We know that AX = XD. To proceed, let's consider the i-th column vector of X, denoted by \(x_i\), which corresponds to a nonzero eigenvalue of A (diagonal element in D). Then: \(A \cdot x_i = \lambda_i \cdot x_i\), where \(\lambda_i\) is the i-th nonzero eigenvalue.

Let’s show that the column vectors corresponding to nonzero eigenvalues are linearly independent. Assume that a linear combination of these vectors equals the zero vector: \(\sum_{i=1}^{k} c_i x_i = 0\), where \(c_i\) are constants and k is the number of nonzero eigenvalues. Multiply both sides of the equation by A: \(A \sum_{i=1}^{k} c_i x_i = 0\). Now apply the equation we found in Step 2: \(\sum_{i=1}^{k} c_i (\lambda_i x_i) = 0\). Finally, we can factor out the eigenvalue term and get: \(\sum_{i=1}^{k} (c_i \lambda_i) x_i = 0\). Since \(\lambda_i\) are nonzero for the corresponding vectors \(x_i\), and we have a linear combination equal to the zero vector, we conclude that \(c_i \lambda_i = 0\) for all \(i\), which implies that \(c_i = 0\) for all \(i\). Therefore, the column vectors of X corresponding to nonzero eigenvalues are linearly independent.

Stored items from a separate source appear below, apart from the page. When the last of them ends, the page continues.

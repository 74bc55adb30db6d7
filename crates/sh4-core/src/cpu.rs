//! Processor facade.
//!
//! [`Sh4`] owns the dispatcher's region table, the translation unit, the
//! architectural register file and the pending-interrupt set, and wires
//! them together: virtual accesses translate first and dispatch second, a
//! translation miss vectors the exception controller before the fault
//! propagates, and the block translator fetches through the same path the
//! guest does.

use crate::exception::{self, ExceptionCode};
use crate::fault::Fault;
use crate::jit::{self, CodeBlock, InstructionFetcher};
use crate::memory::{BusData, MemoryMap};
use crate::mmu::{DataAccessKind, Mmu};
use crate::state::CpuContext;
use crate::trace::{NoopSink, TraceEvent, TraceSink};

/// One emulated CPU: register file, translation unit, physical memory
/// dispatcher, and pending-interrupt state.
pub struct Sh4 {
    map: MemoryMap,
    mmu: Mmu,
    context: CpuContext,
    pending: Vec<ExceptionCode>,
    sink: Box<dyn TraceSink>,
}

impl Sh4 {
    /// Creates a CPU over the injected region table, with tracing disabled.
    ///
    /// The register file starts in the power-on configuration: privileged,
    /// exceptions blocked, program counter at the reset vector.
    #[must_use]
    pub fn new(map: MemoryMap) -> Self {
        Self::with_trace_sink(map, Box::new(NoopSink))
    }

    /// Creates a CPU that reports core transitions to `sink`.
    #[must_use]
    pub fn with_trace_sink(map: MemoryMap, sink: Box<dyn TraceSink>) -> Self {
        Self {
            map,
            mmu: Mmu::new(),
            context: CpuContext::default(),
            pending: Vec::new(),
            sink,
        }
    }

    /// Architectural register file.
    #[must_use]
    pub const fn registers(&self) -> &CpuContext {
        &self.context
    }

    /// Mutable architectural register file.
    pub const fn registers_mut(&mut self) -> &mut CpuContext {
        &mut self.context
    }

    /// Translation unit.
    #[must_use]
    pub const fn mmu(&self) -> &Mmu {
        &self.mmu
    }

    /// Mutable translation unit, for guest-driven entry installs.
    pub const fn mmu_mut(&mut self) -> &mut Mmu {
        &mut self.mmu
    }

    /// Physical memory dispatcher.
    #[must_use]
    pub const fn memory(&self) -> &MemoryMap {
        &self.map
    }

    /// Mutable physical memory dispatcher.
    pub const fn memory_mut(&mut self) -> &mut MemoryMap {
        &mut self.map
    }

    /// Interrupts latched but not yet serviced, in latch order.
    #[must_use]
    pub fn pending(&self) -> &[ExceptionCode] {
        &self.pending
    }

    /// Reads a physical address through the dispatcher, bypassing
    /// translation.
    ///
    /// # Errors
    ///
    /// Routing faults and whatever fault the owning region raises.
    pub fn read_phys<T: BusData>(&mut self, addr: u32) -> Result<T, Fault> {
        self.map.read(addr)
    }

    /// Writes a physical address through the dispatcher, bypassing
    /// translation.
    ///
    /// # Errors
    ///
    /// Routing faults and whatever fault the owning region raises.
    pub fn write_phys<T: BusData>(&mut self, addr: u32, value: T) -> Result<(), Fault> {
        self.map.write(addr, value)
    }

    /// Reads a virtual address: translates, then dispatches.
    ///
    /// # Errors
    ///
    /// A translation miss vectors the exception controller and then
    /// propagates as [`Fault::TlbMiss`]; dispatch faults propagate
    /// unchanged.
    pub fn read_virt<T: BusData>(&mut self, vaddr: u32) -> Result<T, Fault> {
        let privileged = self.context.sr().is_privileged();
        let translation = self
            .mmu
            .translate_data(vaddr, DataAccessKind::Read, privileged)
            .map_err(|fault| self.vector_guest_fault(fault))?;
        self.map.read(translation.physical)
    }

    /// Writes a virtual address: translates, then dispatches.
    ///
    /// # Errors
    ///
    /// A translation miss vectors the exception controller and then
    /// propagates as [`Fault::TlbMiss`]; dispatch faults propagate
    /// unchanged.
    pub fn write_virt<T: BusData>(&mut self, vaddr: u32, value: T) -> Result<(), Fault> {
        let privileged = self.context.sr().is_privileged();
        let translation = self
            .mmu
            .translate_data(vaddr, DataAccessKind::Write, privileged)
            .map_err(|fault| self.vector_guest_fault(fault))?;
        self.map.write(translation.physical, value)
    }

    /// Fetches one instruction word through the fetch translation path,
    /// refilling the first-level table as a side effect.
    ///
    /// # Errors
    ///
    /// An instruction translation miss vectors the exception controller
    /// and then propagates as [`Fault::TlbMiss`]; dispatch faults
    /// propagate unchanged.
    pub fn fetch_word(&mut self, vaddr: u32) -> Result<u16, Fault> {
        let privileged = self.context.sr().is_privileged();
        let translation = match self
            .mmu
            .translate_fetch(vaddr, privileged, self.sink.as_mut())
        {
            Ok(translation) => translation,
            Err(fault) => return Err(self.vector_guest_fault(fault)),
        };
        self.map.read_u16(translation.physical)
    }

    /// Runs the entry sequence for a synchronous exception, recording its
    /// event code in the exception-event register first.
    pub fn set_exception(&mut self, code: ExceptionCode) {
        self.context.set_expevt(u32::from(code.event_code()));
        self.enter_exception(code);
    }

    /// Runs the entry sequence for an interrupt, recording its event code
    /// in the interrupt-event register first.
    pub fn set_interrupt(&mut self, code: ExceptionCode) {
        self.context.set_intevt(u32::from(code.event_code()));
        self.enter_exception(code);
    }

    /// Latches an interrupt as pending without vectoring yet.
    ///
    /// A code that is already pending stays latched once; a pending line
    /// is a level, not a queue.
    pub fn latch_interrupt(&mut self, code: ExceptionCode) {
        if self.pending.contains(&code) {
            return;
        }
        self.pending.push(code);
        self.sink.record(TraceEvent::InterruptLatched { code });
    }

    /// Services the highest-priority pending interrupt, if entry is
    /// currently allowed.
    ///
    /// Selection follows the static priority table: lowest level first,
    /// then lowest tie-break order, then canonical table position. While
    /// the status register blocks exceptions every latched interrupt stays
    /// pending. Returns the serviced code.
    pub fn service_pending(&mut self) -> Option<ExceptionCode> {
        let code = ExceptionCode::highest_priority(&self.pending)?;
        if exception::entry_blocked(self.context.sr(), code) {
            return None;
        }
        if let Some(index) = self.pending.iter().position(|&pending| pending == code) {
            self.pending.swap_remove(index);
        }
        self.set_interrupt(code);
        Some(code)
    }

    /// Translates the instruction at `pc`, appending IL to `block`.
    ///
    /// Returns `true` while the block continues past this instruction.
    ///
    /// # Errors
    ///
    /// See [`jit::translate_one`]; fetch faults vector the controller the
    /// same way guest fetches do.
    pub fn translate_one(&mut self, block: &mut CodeBlock, pc: u32) -> Result<bool, Fault> {
        jit::translate_one(self, block, pc)
    }

    /// Translates one whole block starting at `base_pc` and reports it to
    /// the trace sink.
    ///
    /// # Errors
    ///
    /// Propagates the first fault raised while translating; no partial
    /// block is reported.
    pub fn translate_block(&mut self, base_pc: u32) -> Result<CodeBlock, Fault> {
        let block = jit::translate_block(self, base_pc)?;
        self.sink.record(TraceEvent::BlockTranslated {
            base_pc,
            instruction_count: block.instruction_count(),
            cycle_count: block.cycle_count(),
        });
        Ok(block)
    }

    fn enter_exception(&mut self, code: ExceptionCode) {
        let previous_pc = self.context.pc();
        let handler_pc = exception::enter(&mut self.context, code);
        self.sink.record(TraceEvent::ExceptionEntered {
            code,
            previous_pc,
            handler_pc,
        });
    }

    /// Vectors the controller for guest-recoverable faults, then hands the
    /// fault back for propagation.
    fn vector_guest_fault(&mut self, fault: Fault) -> Fault {
        if let Fault::TlbMiss { kind, .. } = fault {
            self.set_exception(kind.exception_code());
        }
        fault
    }
}

impl InstructionFetcher for Sh4 {
    fn fetch_word(&mut self, vaddr: u32) -> Result<u16, Fault> {
        Self::fetch_word(self, vaddr)
    }
}

impl core::fmt::Debug for Sh4 {
    fn fmt(&self, f: &mut core::fmt::Formatter<'_>) -> core::fmt::Result {
        f.debug_struct("Sh4")
            .field("context", &self.context)
            .field("mmu", &self.mmu)
            .field("pending", &self.pending)
            .finish_non_exhaustive()
    }
}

We need to show that any vector in R(A) can be written as a linear combination of the column vectors corresponding to nonzero eigenvalues. Let y be any vector in R(A). Then, there exists some vector x such that A x = y. We can write x as a linear combination of the eigenvectors (columns of X), since they form a basis for the whole space: \(x = \sum_{i=1}^{n} b_i x_i\), where \(b_i\) are constants. Now apply A to both sides: \(A \cdot x = A \sum_{i=1}^{n} b_i x_i = \sum_{i=1}^{n} b_i (A \cdot x_i)\). Using equation from Step 2 and ignoring the terms corresponding to zero eigenvalues, we get: \(y = \sum_{i=1}^{k} (b_i \lambda_i) x_i\), which means that y can be written as a linear combination of the column vectors in X corresponding to nonzero eigenvalues.

We have shown that the column vectors of the diagonalizing matrix X corresponding to nonzero eigenvalues of A are linearly independent (Step 3) and span R(A) (Step 4). Therefore, these column vectors form a basis for R(A).